Run to train and test
For training...
▶ python train.py -h
usage: Link prediction models [-h] [--mode MODE] [--ent ENT] [--rel REL]
[--train TRAIN] [--valid VALID]
[--method METHOD] [--epoch EPOCH]
[--batch BATCH] [--lr LR] [--dim DIM]
[--margin MARGIN] [--negative NEGATIVE]
[--opt OPT] [--l2_reg L2_REG]
[--gradclip GRADCLIP] [--save_step SAVE_STEP]
[--cp_ratio CP_RATIO] [--metric METRIC]
[--nbest NBEST] [--filtered]
[--graphall GRAPHALL] [--log LOG]
optional arguments:
-h, --help show this help message and exit
--mode MODE training mode ["pairwise", "single"]
--ent ENT entity list
--rel REL relation list
--train TRAIN training data
--valid VALID validation data
--method METHOD method ["complex", "distmult", "transe", "hole",
"rescal", "analogy"]
--epoch EPOCH number of epochs
--batch BATCH batch size
--lr LR learning rate
--dim DIM dimension of embeddings
--margin MARGIN margin in max-margin loss for pairwise training
--negative NEGATIVE number of negative samples for pairwise training
--opt OPT optimizer ["sgd", "adagrad"]
--l2_reg L2_REG L2 regularization
--gradclip GRADCLIP gradient clipping
--save_step SAVE_STEP
epoch step for saving model
--cp_ratio CP_RATIO ratio of complex's dimention in ANALOGY
--metric METRIC evaluation metrics ["mrr", "hits"]
--nbest NBEST n-best for hits metric
--filtered use filtered metric
--graphall GRAPHALL all graph file for filtered evaluation
--log LOG output log dir
For testing...
▶ python test.py -h
usage: Link prediction models [-h] [--ent ENT] [--rel REL] [--data DATA]
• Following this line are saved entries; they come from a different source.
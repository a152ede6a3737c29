use indexmap::IndexMap;
use std::path::Path;
use std::time::SystemTime;

use super::Environment;
use super::TestEnvironment;
use super::TestFailure;

#[derive(Default)]
pub struct TestConfigFileBuilder {
  properties: IndexMap<String, String>,
}

impl TestConfigFileBuilder {
  pub fn to_string(&self) -> String {
    let parts = self.properties.iter().map(|(key, value)| format!("  \"{}\": {}", key, value)).collect::<Vec<_>>();
    format!("{{\n{}\n}}", parts.join(",\n"))
  }

  /// Sets a property to the provided JSON text.
  pub fn set(&mut self, name: &str, json_text: &str) -> &mut Self {
    self.properties.insert(name.to_string(), json_text.to_string());
    self
  }

  pub fn set_scm_connection(&mut self, connection: &str) -> &mut Self {
    self.set("scm", &format!("{{ \"connection\": \"{}\" }}", connection))
  }
}

pub struct TestEnvironmentBuilder {
  environment: TestEnvironment,
}

impl TestEnvironmentBuilder {
  pub fn new() -> Self {
    Self {
      environment: TestEnvironment::new(),
    }
  }

  pub fn build(&mut self) -> TestEnvironment {
    self.environment.clone()
  }

  pub fn with_default_config(&mut self, func: impl FnOnce(&mut TestConfigFileBuilder)) -> &mut Self {
    self.with_local_config("./srcfmt.json", func)
  }

  pub fn with_local_config(&mut self, file_path: impl AsRef<Path>, func: impl FnOnce(&mut TestConfigFileBuilder)) -> &mut Self {
    let mut config_file = TestConfigFileBuilder::default();
    func(&mut config_file);
    let text = config_file.to_string();
    self.write_file(file_path, &text)
  }

  pub fn write_file(&mut self, file_path: impl AsRef<Path>, text: &str) -> &mut Self {
    self.environment.write_file(file_path, text).unwrap();
    self
  }

  pub fn write_file_with_modified_time(&mut self, file_path: impl AsRef<Path>, text: &str, modified: SystemTime) -> &mut Self {
    self.environment.write_file(&file_path, text).unwrap();
    self.environment.set_modified_time(&file_path, modified);
    self
  }

  pub fn create_dir_all(&mut self, dir_path: impl AsRef<Path>) -> &mut Self {
    self.environment.create_dir_all(dir_path);
    self
  }

  pub fn add_symlink(&mut self, link_path: impl AsRef<Path>, target_path: impl AsRef<Path>) -> &mut Self {
    self.environment.add_symlink(link_path, target_path);
    self
  }

  pub fn add_failure(&mut self, path: impl AsRef<Path>, failure: TestFailure) -> &mut Self {
    self.environment.add_failure(path, failure);
    self
  }

  pub fn set_cwd(&mut self, dir_path: &str) -> &mut Self {
    self.environment.set_cwd(dir_path);
    self
  }
}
[--filtered] [--graphall GRAPHALL]
[--method METHOD] [--model MODEL]
optional arguments:
-h, --help show this help message and exit
--ent ENT entity list
--rel REL relation list
--data DATA test data
--filtered use filtered metric
--graphall GRAPHALL all graph file for filtered evaluation
--method METHOD method ["complex", "distmult", "transe", "hole",
"rescal", "analogy"]
--model MODEL trained model path
Experiments
WordNet (WN18)
Models | MRR (flt) | MRR (raw) | Hits@1 (flt) | Hits@3 (flt) | Hits@10 (flt) |
---|---|---|---|---|---|
ComplEx* | 94.1 | 58.7 | 93.6 | 94.5 | 94.7 |
ComplEx | 94.3 | 58.2 | 94.0 | 94.6 | 94.8 |
hyper parameters
- mode : single
- epoch : 500
- batch : 128
- lr : 0.05
- dim : 200
- negative : 5
- opt : adagrad
- l2_reg : 0.001
- gradclip : 5
FreeBase (FB15k)
Models | MRR (flt) | MRR (raw) | Hits@1 (flt) | Hits@3 (flt) | Hits@10 (flt) |
---|---|---|---|---|---|
ComplEx* | 69.2 | 24.2 | 59.9 | 75.9 | 84.0 |
ComplEx | 69.5 | 24.2 | 59.8 | 76.9 | 85.0 |
hyper parameters
- mode : single
- epoch : 500
- batch : 128
- lr : 0.05
- dim : 200
- negative : 10
- opt : adagrad
- l2_reg : 0.0001
- gradclip : 5
* means the results reported from the original papers
Dependencies
- numpy
- scipy
References
-
Bordes, A.; Usunier, N.; Garcia-Duran, A.; Weston, J.; and Yakhnenko, O. 2013. Translating embeddings for modeling multi-relational data. In Advances in Neural Information Processing Systems (NIPS).
-
Liu, H.; Wu, Y.; and Yang, Y. 2017. Analogical inference for multi-relational embeddings. In Proceedings of the 34th International Conference on Machine Learning (ICML).
-
Nickel, M.; Rosasco, L.; and Poggio, T. 2016. Holographic embeddings of knowledge graphs. In Proceedings of the Thirtieth AAAI Conference on Artificial Intelligence, AAAI’16.
-
Nickel, M.; Tresp, V.; and Kriegel, H.-P. 2011. A threeway model for collective learning on multi-relational data. In International Conference on Machine Learning (ICML-11), ICML ’11,
-
Trouillon, T.; Welbl, J.; Riedel, S.; Gaussier, E.; and Bouchard, G. 2016. Complex embeddings for simple link prediction. In International Conference on Machine Learning (ICML).
-
Yang, B.; Yih, W.; He, X.; Gao, J.; and Deng, L. 2015. Embedding entities and relations for learning and inference in knowledge bases. International Conference on Learning Representations 2015.